CS440/ECE448 Spring 2024¶
MP04: Perceptron¶
The perceptron model is a linear function that tries to separate data into two or more classes. It does this by learning a set of weight coefficients $w_i$ and then adding a bias $b$ . Suppose you have features $x_1, \cdots ,x_n$ then this can be expressed in the following fashion: $$f_{w,b} (x) = \sum_{i=1}^n w_i x_i + b$$ You will use the perceptron learning algorithm to find good weight parameters $w_i$ and $b$ such that $sign(f_{w,b(x)})>0$ when there is an animal in the image and $sign(f_{w,b}(x)) \leq 0$ when there is a no animal in the image.
Your function classifyPerceptron() will take as input the training data, training labels, development data, learning rate, and maximum number of iterations. It should return a list of labels for the development data. And you are supposed to tune the learning rate inside trainPerceptron function.
Training and Development¶
Please see the textbook and lecture notes for the perceptron algorithm. You will be using a single classical perceptron whose output is either positive or negative (i.e. sign/step activation function).
You may use NumPy to program your solution. Aside from that library, no other outside non-standard libraries can be used (PyTorch is NOT allowed for MP4).
The autograder will supply the set of test images as one giant numpy array. The development data is in the same format. So your code must read the dimensions from the input numpy array.
In the dataset, each image is $32*32$ and has three (RGB) color channels, yielding $32*32*3 = 3072$ features. However, be aware that synthetic tests in the autograder may have different dimensions. So do not hardcode the dimensions.
- Training: To train the perceptron you are going to need to implement the perceptron learning algorithm on the training set. Each pixel of the image is a feature in this case. Be sure to initialize weights and biases to zero. Note: To get full points on the autograder, use a constant learning rate (no decay) and do not shuffle the training data
- Development: After you have trained your perceptron classifier, you will have your model decide whether or not each image in the development set contains animals. In order to do this take the sign of the function $f_{w,b}(x)$. If it is negative or zero then classify as 0. If it is positive then classify as 1.
Use only the training set to learn the weights.
If designed correctly, the perceptron model should give you accuracy of around 0.78 to 0.80 on development set.
Some comments on Using Numpy¶
For this mp, you are allowed to use only the NumPy.
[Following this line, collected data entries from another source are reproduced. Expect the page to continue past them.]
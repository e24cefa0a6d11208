//! Top-N retrieval over a built index.

use serde::Serialize;

use crate::error::{QueryError, SimilarityError};
use crate::index::CorpusIndex;
use crate::similarity::cosine_similarity;
use crate::vectorizer::TextVectorizer;

/// One ranked result: a corpus phrase and its similarity to the query.
#[derive(Debug, Clone, PartialEq, Serialize)]
pub struct ScoredPhrase {
    /// The matched corpus phrase.
    pub phrase: String,
    /// Cosine similarity to the query, in `[-1, 1]`.
    pub score: f32,
}

/// Returns the `n` corpus phrases most similar to `text`, best first.
///
/// Every indexed entry is scored with cosine similarity against the
/// mean-pooled query vector; the scan is exact and linear, which is the
/// design point at the target scale of tens of thousands of phrases.
/// Results are ordered by descending score, with ties broken by corpus
/// insertion order, so identical inputs always produce the identical
/// sequence. When `n` exceeds the index size the whole corpus comes back;
/// that is the documented contract, not a truncation error. An empty index
/// yields an empty result.
///
/// # Errors
/// - [`QueryError::InvalidResultCount`] if `n == 0` (caller misuse).
/// - [`QueryError::Vectorize`] if `text` has no tokens.
/// - [`QueryError::Similarity`] if the query vector is degenerate (every
///   token out of vocabulary) or, fatally, if a dimension mismatch is
///   detected against the index.
///
/// Individual corpus entries reported degenerate by the scorer are
/// excluded from ranking and never abort the query; such entries cannot
/// normally exist, since the index refuses them at build time.
pub fn top_n(
    vectorizer: &TextVectorizer,
    index: &CorpusIndex,
    text: &str,
    n: usize,
) -> Result<Vec<ScoredPhrase>, QueryError> {
    if n == 0 {
        return Err(QueryError::InvalidResultCount);
    }

    let query = vectorizer.vectorize(text)?;
    let norm2: f64 = query.iter().map(|&v| f64::from(v) * f64::from(v)).sum();
    if norm2 <= 0.0 {
        return Err(QueryError::Similarity(SimilarityError::DegenerateVector));
    }

    let mut scored = score_entries(index, &query)?;

    // Vec::sort_by is stable, so equal scores keep corpus insertion order.
    scored.sort_by(|a, b| b.score.total_cmp(&a.score));
    scored.truncate(n);
    Ok(scored)
}

#[cfg(not(feature = "parallel"))]
fn score_entries(index: &CorpusIndex, query: &[f32]) -> Result<Vec<ScoredPhrase>, QueryError> {
    let mut scored = Vec::with_capacity(index.len());
    for entry in index.entries() {
        match cosine_similarity(query, &entry.vector) {
            Ok(score) => scored.push(ScoredPhrase {
                phrase: entry.phrase.clone(),
                score,
            }),
            Err(SimilarityError::DegenerateVector) => {}
            Err(err @ SimilarityError::DimensionMismatch { .. }) => {
                return Err(QueryError::Similarity(err));
            }
        }
    }
    Ok(scored)
}

#[cfg(feature = "parallel")]
fn score_entries(index: &CorpusIndex, query: &[f32]) -> Result<Vec<ScoredPhrase>, QueryError> {
    use rayon::prelude::*;

    // Indexed collection preserves entry order, so the stable tie-break
    // downstream sees the same sequence as the sequential path.
    let scored: Result<Vec<Option<ScoredPhrase>>, SimilarityError> = index
        .entries()
        .par_iter()
        .map(|entry| match cosine_similarity(query, &entry.vector) {
            Ok(score) => Ok(Some(ScoredPhrase {
                phrase: entry.phrase.clone(),
                score,
            })),
            Err(SimilarityError::DegenerateVector) => Ok(None),
            Err(err) => Err(err),
        })
        .collect();

    Ok(scored
        .map_err(QueryError::Similarity)?
        .into_iter()
        .flatten()
        .collect())
}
Note that it is much easier to write fast code by using numpy operations. Your data is provided as a numpy array. Use numpy operations as much as possible, until right at the end when you choose a label for each image and produce the output list of labels.
NumPy Tips:
- Running computations on arrays tend to be faster when run using NumPy arrays. If you are having issues with timing out, then consider using a NumPy implementation
- Linear algebra operators (dot product, vector norm, matrix multiplication) are immensely simplified when using NumPy. Consider looking up methods to perform some of these operations if they are needed in your solution.
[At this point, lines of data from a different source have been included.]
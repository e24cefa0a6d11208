//! Loader for the word2vec/GloVe whitespace text format.
//!
//! Each line is `token v1 v2 .. vD`. An optional first line of exactly two
//! integers (`vocab_count dimension`, as word2vec writes) is treated as a
//! header and skipped; without a header the dimension is inferred from the
//! first data row. Every malformed line is a typed error carrying its line
//! number, never a panic.

use std::fs::File;
use std::io::{BufRead, BufReader};
use std::path::Path;

use super::{EmbeddingTable, TableError};

/// Loads an embedding table from a text-format file.
///
/// # Errors
/// Returns [`TableError::Io`] if the file cannot be read, or any parse
/// error described on [`parse_text`].
pub fn load_text(path: impl AsRef<Path>) -> Result<EmbeddingTable, TableError> {
    let file = File::open(path)?;
    parse_text(BufReader::new(file))
}

/// Parses text-format embeddings from a reader.
///
/// # Errors
/// Returns [`TableError::Parse`] for a malformed line (missing components,
/// unparseable or non-finite values, or a row whose length disagrees with
/// the established dimension) and [`TableError::EmptyTable`] if no vectors
/// were read.
pub fn parse_text<R: BufRead>(reader: R) -> Result<EmbeddingTable, TableError> {
    let mut table: Option<EmbeddingTable> = None;

    for (idx, line) in reader.lines().enumerate() {
        let line = line?;
        let line_no = idx + 1;
        let fields: Vec<&str> = line.split_whitespace().collect();
        if fields.is_empty() {
            continue;
        }

        // word2vec header: two integers before any data row.
        if table.is_none() && fields.len() == 2 {
            if let (Ok(_vocab), Ok(dim)) =
                (fields[0].parse::<usize>(), fields[1].parse::<usize>())
            {
                if dim == 0 {
                    return Err(TableError::Parse {
                        line: line_no,
                        reason: "header declares zero dimension".to_string(),
                    });
                }
                table = Some(EmbeddingTable::new(dim));
                continue;
            }
        }

        if fields.len() < 2 {
            return Err(TableError::Parse {
                line: line_no,
                reason: "expected a token followed by vector components".to_string(),
            });
        }

        let token = fields[0];
        let mut vector = Vec::with_capacity(fields.len() - 1);
        for raw in &fields[1..] {
            let value: f32 = raw.parse().map_err(|_| TableError::Parse {
                line: line_no,
                reason: format!("invalid vector component '{raw}'"),
            })?;
            if !value.is_finite() {
                return Err(TableError::Parse {
                    line: line_no,
                    reason: format!("non-finite vector component '{raw}'"),
                });
            }
            vector.push(value);
        }

        let table = table.get_or_insert_with(|| EmbeddingTable::new(vector.len()));
        match table.insert(token, vector) {
            Ok(()) => {}
            Err(TableError::DimensionMismatch { expected, actual }) => {
                return Err(TableError::Parse {
                    line: line_no,
                    reason: format!("expected {expected} components, found {actual}"),
                });
            }
            Err(err) => return Err(err),
        }
    }

    match table {
        Some(table) if !table.is_empty() => Ok(table),
        _ => Err(TableError::EmptyTable),
    }
}
//! ResourceArc Wrappers
//!
//! Persistent state for split sessions and output sessions held by the BEAM.

use crate::output::{MemorySink, OutputSession};
use crate::split::SplitSession;
use parking_lot::Mutex;
use rustler::ResourceArc;
use std::io::Cursor;

/// Split session over an input binary copied out of the BEAM
pub type BinarySplitSession = SplitSession<Cursor<Vec<u8>>>;

/// Wrapper for a SplitSession that can be stored in a ResourceArc
pub struct SplitResource {
    pub inner: Mutex<BinarySplitSession>,
}

impl SplitResource {
    pub fn new(session: BinarySplitSession) -> Self {
        SplitResource {
            inner: Mutex::new(session),
        }
    }
}

#[rustler::resource_impl]
impl rustler::Resource for SplitResource {}

pub type SplitRef = ResourceArc<SplitResource>;

/// Output session plus where its bytes go.
///
/// `path` selects a file sink; otherwise the document collects in `memory`
/// and is read back with `output_contents`.
pub struct OutputResource {
    pub session: OutputSession,
    pub path: Option<String>,
    pub memory: MemorySink,
}

impl OutputResource {
    pub fn new(session: OutputSession, path: Option<String>) -> Self {
        OutputResource {
            session,
            path,
            memory: MemorySink::new(),
        }
    }
}

#[rustler::resource_impl]
impl rustler::Resource for OutputResource {}

pub type OutputRef = ResourceArc<OutputResource>;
- NumPy Broadcasting may make your life easier for this assignment.
Provided Code Skeleton¶
- reader.py - This file is responsible for reading in the data set. It creates a giant NumPy array of feature vectors corresponding to each image.
- mp4.py - This is the main file that starts the program of mp4, and computes the accuracy, precision, recall, and F1-score using your implementation of mp4.
- perceptron.py is file where you will be doing all of your work for mp4.
- mp4_data is the file of data set.
The only file you will need to modify is perceptron.py¶
To run the mp4:
! python mp4.py
Testing your perceptron model on linearly separable data shape of training data: (50, 2) Accuracy: 1.0 F1-Score: 1.0 Precision: 1.0 Recall: 1.0 Test passed! Your accuracy: 1.00. Testing your perceptron model on the actual data shape of training data: (7500, 3072) Perceptron Accuracy: 0.8016 F1-Score: 0.8462492250464972 Precision: 0.7867435158501441 Recall: 0.9154929577464789 A correct implementation of perceptron should achieve accuracy of around 0.78 to 0.80 on dev. data. Time taken for perceptron to execute training and classification: 1.2570219039916992 Time taken for our model implementation is approximately 1.8
Deliverables¶
MP4 will be submitted via Gradescope; please upload perceptron.py.